Wednesday, August 10, 2016

Farm Report: Growing For Volume

Back in April, I posted about maybe-possibly-perhaps growing food to donate to the food bank. I finally got around to hauling the first of it over today--a bunch of Armenian cucumbers, three or four gallon bags of snap beans, and a few stray tomatoes and summer squash.

The harvest so far hasn't been as plentiful as I imagined.  Not that I had a lot of crop failures. I just didn't plant a spring garden, and I forgot how long it takes for the summer garden to start bearing. Most of the tomatoes are still green. And I felt vaguely silly going over just to donate zucchini.
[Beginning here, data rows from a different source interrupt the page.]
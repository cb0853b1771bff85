//! CLI argument definitions

use clap::{Parser, ValueEnum};
use std::path::PathBuf;

/// Contour HTTPProxy to Gateway API resource conversion tool
#[derive(Parser)]
#[command(name = "proxy2gateway")]
#[command(author, version, about, long_about = None)]
pub struct Cli {
    /// YAML file to parse for HTTPProxy objects
    #[arg(long, value_name = "FILE")]
    pub http_proxies: PathBuf,

    /// YAML file to parse for the base Gateway resource
    #[arg(long, value_name = "FILE")]
    pub base_gateway: Option<PathBuf>,

    /// Output file (stdout if not specified)
    #[arg(short, long, value_name = "FILE")]
    pub output: Option<PathBuf>,

    /// Only print generated routes, not the Gateway
    #[arg(long)]
    pub routes_only: bool,

    /// Increase verbosity (can be repeated)
    #[arg(short, long, action = clap::ArgAction::Count)]
    pub verbose: u8,

    /// Suppress diagnostics and log output
    #[arg(short, long)]
    pub quiet: bool,

    /// Color output
    #[arg(long, value_enum, default_value = "auto")]
    pub color: ColorChoice,
}

#[derive(ValueEnum, Clone, Copy, Default)]
pub enum ColorChoice {
    #[default]
    Auto,
    Always,
    Never,
}
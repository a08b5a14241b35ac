//! Flow and job composition: ordered flows of concurrently-run steps.

use std::sync::Arc;

use tokio::sync::Mutex;
use tokio::task::JoinSet;
use tokio_util::sync::CancellationToken;
use tracing::{error, info};

use crate::error::BatchError;
use crate::step::Step;

/// A set of steps executed concurrently as one unit.
///
/// All steps in a flow share one cancellation token; the first step failure
/// cancels it, and every step's own join returns promptly once it fires. The
/// flow still waits for every launched step before reporting.
pub struct Flow {
    steps: Vec<Step>,
}

impl Flow {
    pub fn single(step: Step) -> Self {
        Self { steps: vec![step] }
    }

    pub fn concurrent(steps: Vec<Step>) -> Self {
        Self { steps }
    }

    pub fn len(&self) -> usize {
        self.steps.len()
    }

    pub fn is_empty(&self) -> bool {
        self.steps.is_empty()
    }

    async fn run(self) -> Result<(), BatchError> {
        if self.steps.len() == 1 {
            info!("start single step");
        } else {
            info!(steps = self.steps.len(), "start steps in parallel");
        }

        let token = CancellationToken::new();
        let first_error: Arc<Mutex<Option<BatchError>>> = Arc::new(Mutex::new(None));
        let mut set = JoinSet::new();

        for step in self.steps {
            let token = token.clone();
            let first_error = first_error.clone();
            set.spawn(async move {
                info!(step = step.name(), "execute step");
                if let Err(err) = step.run(token.clone()).await {
                    record_first(&first_error, err).await;
                    token.cancel();
                }
            });
        }

        while let Some(joined) = set.join_next().await {
            if let Err(join_err) = joined {
                let err = BatchError::Other(anyhow::anyhow!("step task panicked: {join_err}"));
                record_first(&first_error, err).await;
                token.cancel();
            }
        }

        let err = first_error.lock().await.take();
        match err {
            Some(err) => Err(err),
            None => Ok(()),
        }
    }
}

async fn record_first(slot: &Mutex<Option<BatchError>>, err: BatchError) {
    let mut guard = slot.lock().await;
    if guard.is_none() {
        *guard = Some(err);
    }
}

/// A named ordered sequence of flows.
///
/// Flows run strictly sequentially: flow `i + 1` never starts before flow `i`
/// has fully returned, and the job aborts on the first flow failure without
/// starting the rest.
pub struct Job {
    name: String,
    flows: Vec<Flow>,
}

impl Job {
    pub fn builder(name: impl Into<String>) -> JobBuilder {
        JobBuilder {
            name: name.into(),
            flows: Vec::new(),
        }
    }

    pub fn name(&self) -> &str {
        &self.name
    }

    /// Execute every flow in declared order. Running a job consumes it; the
    /// framework executes a job definition exactly once per dispatch.
    pub async fn run(self) -> Result<(), BatchError> {
        for (index, flow) in self.flows.into_iter().enumerate() {
            if let Err(err) = flow.run().await {
                error!(job = %self.name, flow = index, %err, "flow failed, aborting job");
                return Err(err);
            }
        }
        Ok(())
    }
}

/// Builder collecting flows for a [`Job`].
pub struct JobBuilder {
    name: String,
    flows: Vec<Flow>,
}

impl JobBuilder {
    /// Append a flow of exactly one step.
    pub fn single(mut self, step: Step) -> Self {
        self.flows.push(Flow::single(step));
        self
    }

    /// Append a flow whose steps all run concurrently.
    pub fn concurrent(mut self, steps: impl IntoIterator<Item = Step>) -> Self {
        self.flows.push(Flow::concurrent(steps.into_iter().collect()));
        self
    }

    pub fn build(self) -> Job {
        Job {
            name: self.name,
            flows: self.flows,
        }
    }
}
I still can't quite believe that people really like zucchini. Zucchini feel like a prank. Even the name.

But there are a lot of those green tomatoes. Looming. Like The Birds. Hopefully there will be a bunch to donate soon. Just the dribs and drabs of two or three per plant gave me a couple of dozen to haul home.

The engineering part of my brain points out that if my primary goal were to help the food bank, I could instead spend the gardening hours working some overtime, and donate the money. I'm gardening for the fun and sanity; the mildly useful side effects are just mildly useful side effects.

But, hey, useful is better than not-useful, yes?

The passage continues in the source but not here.